Re: xD transfer speed through printer to computer
- From: Tony Sivori <TonySivori@xxxxxxxxx>
- Date: Mon, 08 May 2006 23:50:45 -0400
ASAAR wrote:
I once had an HP driver causing a similar drastic transfer
slowdown. It occurred 5 or 6 years ago when I attached a CF card reader
that used a parallel port. Prints that should have taken a minute or
two at the most were taking nearly an hour. The problem was solved when
an HP technician explained how to reinstall the HP print driver using a
hidden menu that disabled the printer's bidirectional data transfer. The
printing slowdown was now eliminated, and the only loss was that I
couldn't use the computer to monitor the status of the printers ink
cartridges.
Heh, that is weired. I would have thought you needed bi-di to use the
cartridge ink level monitoring function.
I wonder what kind of results you'd get if you (temporarily) disconnect
the HP2575 and replace it with a cheap card reader? This wouldn't
necessarily help, and could worsen the problem if the driver isn't smart
enough to stop trying to read the HP's status data. But if that gives
you fast transfers you might want to reconnect the HP2575 and attach the
card reader to your USB 1.1 hub. It wouldn't transfer files quite as
fast as if it was USB 2.0 High Speed, but your 1 minute transfers would
probably drop to only a second or two per file.

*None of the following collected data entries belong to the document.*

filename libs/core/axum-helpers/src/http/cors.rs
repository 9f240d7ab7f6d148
use axum::http::{HeaderValue, Method};
use std::io;
use std::time::Duration;
use tower_http::cors::{AllowOrigin, CorsLayer};
use tracing::info;

/// Creates a CORS layer with common settings for API services.
///
/// # Arguments
/// * `allowed_origins` - The allowed origin header values
///
/// # Returns
/// A configured `CorsLayer` with:
/// - Specified allowed origins
/// - Common HTTP methods (GET, POST, PUT, DELETE, PATCH, OPTIONS)
/// - Common headers (Content-Type, Authorization, Accept)
/// - Credentials allowed
/// - 1 hour max age
pub fn create_cors_layer(allowed_origins: Vec<HeaderValue>) -> CorsLayer {
    CorsLayer::new()
        .allow_origin(AllowOrigin::list(allowed_origins))
        .allow_methods([
            Method::GET,
            Method::POST,
            Method::PUT,
            Method::DELETE,
            Method::PATCH,
            Method::OPTIONS,
        ])
        .allow_headers([
            axum::http::header::CONTENT_TYPE,
            axum::http::header::AUTHORIZATION,
            axum::http::header::ACCEPT,
        ])
        .allow_credentials(true)
        .max_age(Duration::from_secs(3600))
}

/// Builds the CORS layer from the required `CORS_ALLOWED_ORIGIN`
/// environment variable (comma-separated origins).
///
/// Examples:
/// - Development: `CORS_ALLOWED_ORIGIN=http://localhost:3000,http://localhost:5173`
/// - Production: `CORS_ALLOWED_ORIGIN=https://example.com,https://app.example.com`
///
/// # Errors
/// Returns an error if the variable is missing, empty, or contains a
/// value that is not a valid header value.
pub fn cors_layer_from_env() -> io::Result<CorsLayer> {
    let origins_str = std::env::var("CORS_ALLOWED_ORIGIN").map_err(|_| {
        io::Error::new(
            io::ErrorKind::InvalidInput,
            "CORS_ALLOWED_ORIGIN environment variable is required. Example: CORS_ALLOWED_ORIGIN=http://localhost:3000,https://example.com",
        )
    })?;

    let allowed_origins: Vec<HeaderValue> = origins_str
        .split(',')
        .map(|s| s.trim())
        .filter(|s| !s.is_empty())
        .map(|s| s.parse::<HeaderValue>())
        .collect::<Result<Vec<_>, _>>()
        .map_err(|e| {
            io::Error::new(
                io::ErrorKind::InvalidInput,
                format!("Invalid CORS_ALLOWED_ORIGIN value: {}", e),
            )
        })?;

    if allowed_origins.is_empty() {
        return Err(io::Error::new(
            io::ErrorKind::InvalidInput,
            "CORS_ALLOWED_ORIGIN cannot be empty",
        ));
    }

    info!("CORS configured with allowed origins: {}", origins_str);
    Ok(create_cors_layer(allowed_origins))
}

/// Creates a permissive CORS layer for development.
///
/// Allows any origin - **DO NOT USE IN PRODUCTION**.
pub fn create_permissive_cors_layer() -> CorsLayer {
    CorsLayer::permissive()
}

#[cfg(test)]
mod tests {
    use super::*;

    #[test]
    fn missing_env_var_is_an_error() {
        temp_env::with_var_unset("CORS_ALLOWED_ORIGIN", || {
            assert!(cors_layer_from_env().is_err());
        });
    }

    #[test]
    fn empty_env_var_is_an_error() {
        temp_env::with_var("CORS_ALLOWED_ORIGIN", Some(" , "), || {
            assert!(cors_layer_from_env().is_err());
        });
    }

    #[test]
    fn comma_separated_origins_parse() {
        temp_env::with_var(
            "CORS_ALLOWED_ORIGIN",
            Some("http://localhost:3000, https://example.com"),
            || {
                assert!(cors_layer_from_env().is_ok());
            },
        );
    }
}
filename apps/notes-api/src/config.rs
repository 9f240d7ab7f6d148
use core_config::{AppInfo, FromEnv, app_info, server::ServerConfig};

// Import MongoDB config from the database library
use database::mongodb::MongoConfig;

// Re-export Environment for use in other modules
pub use core_config::Environment;

/// Application-specific configuration
/// Composes shared config components from the `config` library
#[derive(Clone, Debug)]
pub struct Config {
    pub app: AppInfo,
    pub mongodb: MongoConfig,
    pub server: ServerConfig,
    pub environment: Environment,
}

impl Config {
    pub fn from_env() -> eyre::Result<Self> {
        let environment = Environment::from_env();
        let mongodb = MongoConfig::from_env()?;
        let server = ServerConfig::from_env()?;

        Ok(Self {
            app: app_info!(),
            mongodb,
            server,
            environment,
        })
    }
}
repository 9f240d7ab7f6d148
use crate::{env_or_default, ConfigError, FromEnv};
use std::net::Ipv4Addr;

/// Server configuration for HTTP APIs
#[derive(Clone, Debug)]
pub struct ServerConfig {
    pub host: String,
    pub port: u16,
}

impl ServerConfig {
    pub fn new(host: String, port: u16) -> Self {
        Self { host, port }
    }

    /// Get the server address as "host:port"
    pub fn address(&self) -> String {
        format!("{}:{}", self.host, self.port)
    }
}

impl FromEnv for ServerConfig {
    /// Reads from environment variables with sensible defaults:
    /// - HOST: defaults to 0.0.0.0 (all interfaces)
    /// - PORT: defaults to 8080
    fn from_env() -> Result<Self, ConfigError> {
        let host = env_or_default("HOST", &Ipv4Addr::UNSPECIFIED.to_string());
        let port = env_or_default("PORT", "8080")
            .parse()
            .map_err(|e| ConfigError::ParseError {
                key: "PORT".to_string(),
                details: format!("{}", e),
            })?;

        Ok(Self { host, port })
    }
}

impl Default for ServerConfig {
    fn default() -> Self {
        Self {
            host: Ipv4Addr::UNSPECIFIED.to_string(),
            port: 8080,
        }
    }
}

#[cfg(test)]
mod tests {
    use super::*;

    #[test]
    fn test_server_config_from_env_with_defaults() {
        temp_env::with_vars([("HOST", None::<&str>), ("PORT", None::<&str>)], || {
            let config = ServerConfig::from_env().unwrap();
            assert_eq!(config.host, "0.0.0.0");
            assert_eq!(config.port, 8080);
            assert_eq!(config.address(), "0.0.0.0:8080");
        });
    }

    #[test]
    fn test_server_config_from_env_with_custom_values() {
        temp_env::with_vars(
            [("HOST", Some("127.0.0.1")), ("PORT", Some("3000"))],
            || {
                let config = ServerConfig::from_env().unwrap();
                assert_eq!(config.host, "127.0.0.1");
                assert_eq!(config.port, 3000);
                assert_eq!(config.address(), "127.0.0.1:3000");
            },
        );
    }

    #[test]
    fn test_server_config_from_env_invalid_port() {
        temp_env::with_var("PORT", Some("not_a_number"), || {
            let err = ServerConfig::from_env().unwrap_err();
            assert!(err.to_string().contains("PORT"));
        });
    }

    #[test]
    fn test_server_config_from_env_port_out_of_range() {
        temp_env::with_var("PORT", Some("99999"), || {
            assert!(ServerConfig::from_env().is_err());
        });
    }

    #[test]
    fn test_server_config_address() {
        let config = ServerConfig::new("localhost".to_string(), 8080);
        assert_eq!(config.address(), "localhost:8080");
    }

    #[test]
    fn test_server_config_default() {
        let config = ServerConfig::default();
        assert_eq!(config.host, "0.0.0.0");
        assert_eq!(config.port, 8080);
    }
}
//! # Axum Helpers
//!
//! A collection of utilities, middleware, and helpers for building Axum web applications.
//!
//! ## Modules
//!
//! - **[`server`]**: Server setup, health checks, graceful shutdown
//! - **[`http`]**: HTTP middleware (CORS, security headers)
//! - **[`errors`]**: Structured error responses with error codes
//! - **[`extractors`]**: Custom extractors (validated JSON, pagination query)
//!
//! ## Quick Start
//!
//! ```ignore
//! use axum::Router;
//! use axum_helpers::server::{create_app, create_router};
//! use core_config::server::ServerConfig;
//! use utoipa::OpenApi;
//!
//! #[derive(OpenApi)]
//! #[openapi(paths())]
//! struct ApiDoc;
//!
//! #[tokio::main]
//! async fn main() -> Result<(), Box<dyn std::error::Error>> {
//!     let api_routes = Router::new(); // Add your routes
//!     let router = create_router::<ApiDoc>(api_routes).await?;
//!
//!     let config = ServerConfig::default();
//!     create_app(router, &config).await?;
//!     Ok(())
//! }
//! ```

// Domain modules
pub mod errors;
pub mod extractors;
pub mod http;
pub mod server;

// Re-export server types
pub use server::{
    CleanupCoordinator, HealthCheckFuture, HealthResponse, ShutdownCoordinator, close_mongo,
    create_app, create_production_app, create_router, health_router, run_health_checks,
    shutdown_signal,
};

// Re-export HTTP middleware
pub use http::{
    cors_layer_from_env, create_cors_layer, create_permissive_cors_layer, security_headers,
};

// Re-export error types
pub use errors::{AppError, ErrorCode, ErrorResponse};

// Re-export extractors
pub use extractors::{PaginationQuery, ValidatedJson, pagination_header_map};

I've found a workaround that is adequate until I get around to upgrading
my OS. Boot to Knoppix (a Linux Live CD) and plug in a card reader. Reads
and transfers 30 1.4 MB photos in seconds.
Another cause of the problem may be that the HP's driver is
stupid, not optimized for when it is just the central point in a file
transfer between its USB and ethernet ports. It may not be adequately
buffering large numbers of data blocks, before trying to send them. For
instance, if it reads a 512 byte block (I seem to recall ethernet
packets ranging from about that 386 bytes to 2k or so) and won't read
another until it has successfully transmitted that block, it could slow
down the transfer rate tremendously even if no other device is active on
that ethernet cable.
That's a possibility I hadn't considered. A quick Google found this
article from Novel that shows the relation to packet size versus
throughput in ethernet (and other) networks.
http://support.novell.com/techcenter/articles/ana19960103.html
--
Tony Sivori
.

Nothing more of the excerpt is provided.